Try it: Output all of the entries beneath, exactly as written.

Source material:
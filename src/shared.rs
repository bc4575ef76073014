/// 线程安全的流水线封装
///
/// 核心流水线本身不加锁。当后台扫描任务与读取任务并发访问时，
/// 用 `Arc<Mutex<_>>` 提供外部互斥，每个扫描周期在持锁期间完整处理。

use crate::algorithms::results::CycleReport;
use crate::algorithms::sample::SignalSample;
use crate::algorithms::ukf::FilterState;
use crate::config::PipelineConfig;
use crate::error::Result;
use crate::pipeline::RangingPipeline;
use chrono::{DateTime, Utc};
use std::sync::Arc;
use tokio::sync::Mutex;

/// 可在多个任务间共享的测距流水线
#[derive(Clone)]
pub struct SharedPipeline {
    inner: Arc<Mutex<RangingPipeline>>,
}

impl SharedPipeline {
    /// 按配置创建
    pub fn new(config: PipelineConfig) -> Result<Self> {
        Ok(Self::from_pipeline(RangingPipeline::new(config)?))
    }

    /// 包装已创建的流水线
    pub fn from_pipeline(pipeline: RangingPipeline) -> Self {
        SharedPipeline {
            inner: Arc::new(Mutex::new(pipeline)),
        }
    }

    /// 获取内部引用，用于生产者任务
    pub fn get_ref(&self) -> Arc<Mutex<RangingPipeline>> {
        Arc::clone(&self.inner)
    }

    /// 处理一个扫描周期
    pub async fn process_cycle(&self, samples: &[SignalSample]) -> CycleReport {
        let mut pipeline = self.inner.lock().await;
        pipeline.process_cycle(samples)
    }

    /// 以指定时间处理一个扫描周期（回放录制数据时使用录制时间）
    pub async fn process_cycle_at(&self, samples: &[SignalSample], now: DateTime<Utc>) -> CycleReport {
        let mut pipeline = self.inner.lock().await;
        pipeline.process_cycle_at(samples, now)
    }

    /// 读取某信标当前的距离状态
    pub async fn state_of(&self, emitter_id: &str) -> Option<FilterState> {
        let pipeline = self.inner.lock().await;
        pipeline.state_of(emitter_id)
    }

    /// 当前所有信标的距离状态，按距离从近到远排序
    pub async fn snapshot(&self) -> Vec<(String, FilterState)> {
        let pipeline = self.inner.lock().await;
        let registry = pipeline.registry();
        let mut states: Vec<_> = registry
            .ids()
            .into_iter()
            .filter_map(|id| {
                let state = registry.get(&id)?.state()?;
                Some((id, state))
            })
            .collect();
        states.sort_by(|a, b| a.1.x.total_cmp(&b.1.x));
        states
    }

    /// 当前跟踪的信标数量
    pub async fn tracked_count(&self) -> usize {
        let pipeline = self.inner.lock().await;
        pipeline.registry().len()
    }
}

Solution for this exercise:
filename src/shared.rs
repository bc4575ef76073014
/// 线程安全的流水线封装
///
/// 核心流水线本身不加锁。当后台扫描任务与读取任务并发访问时，
/// 用 `Arc<Mutex<_>>` 提供外部互斥，每个扫描周期在持锁期间完整处理。

use crate::algorithms::results::CycleReport;
use crate::algorithms::sample::SignalSample;
use crate::algorithms::ukf::FilterState;
use crate::config::PipelineConfig;
use crate::error::Result;
use crate::pipeline::RangingPipeline;
use chrono::{DateTime, Utc};
use std::sync::Arc;
use tokio::sync::Mutex;

/// 可在多个任务间共享的测距流水线
#[derive(Clone)]
pub struct SharedPipeline {
    inner: Arc<Mutex<RangingPipeline>>,
}

impl SharedPipeline {
    /// 按配置创建
    pub fn new(config: PipelineConfig) -> Result<Self> {
        Ok(Self::from_pipeline(RangingPipeline::new(config)?))
    }

    /// 包装已创建的流水线
    pub fn from_pipeline(pipeline: RangingPipeline) -> Self {
        SharedPipeline {
            inner: Arc::new(Mutex::new(pipeline)),
        }
    }

    /// 获取内部引用，用于生产者任务
    pub fn get_ref(&self) -> Arc<Mutex<RangingPipeline>> {
        Arc::clone(&self.inner)
    }

    /// 处理一个扫描周期
    pub async fn process_cycle(&self, samples: &[SignalSample]) -> CycleReport {
        let mut pipeline = self.inner.lock().await;
        pipeline.process_cycle(samples)
    }

    /// 以指定时间处理一个扫描周期（回放录制数据时使用录制时间）
    pub async fn process_cycle_at(&self, samples: &[SignalSample], now: DateTime<Utc>) -> CycleReport {
        let mut pipeline = self.inner.lock().await;
        pipeline.process_cycle_at(samples, now)
    }

    /// 读取某信标当前的距离状态
    pub async fn state_of(&self, emitter_id: &str) -> Option<FilterState> {
        let pipeline = self.inner.lock().await;
        pipeline.state_of(emitter_id)
    }

    /// 当前所有信标的距离状态，按距离从近到远排序
    pub async fn snapshot(&self) -> Vec<(String, FilterState)> {
        let pipeline = self.inner.lock().await;
        let registry = pipeline.registry();
        let mut states: Vec<_> = registry
            .ids()
            .into_iter()
            .filter_map(|id| {
                let state = registry.get(&id)?.state()?;
                Some((id, state))
            })
            .collect();
        states.sort_by(|a, b| a.1.x.total_cmp(&b.1.x));
        states
    }

    /// 当前跟踪的信标数量
    pub async fn tracked_count(&self) -> usize {
        let pipeline = self.inner.lock().await;
        pipeline.registry().len()
    }
}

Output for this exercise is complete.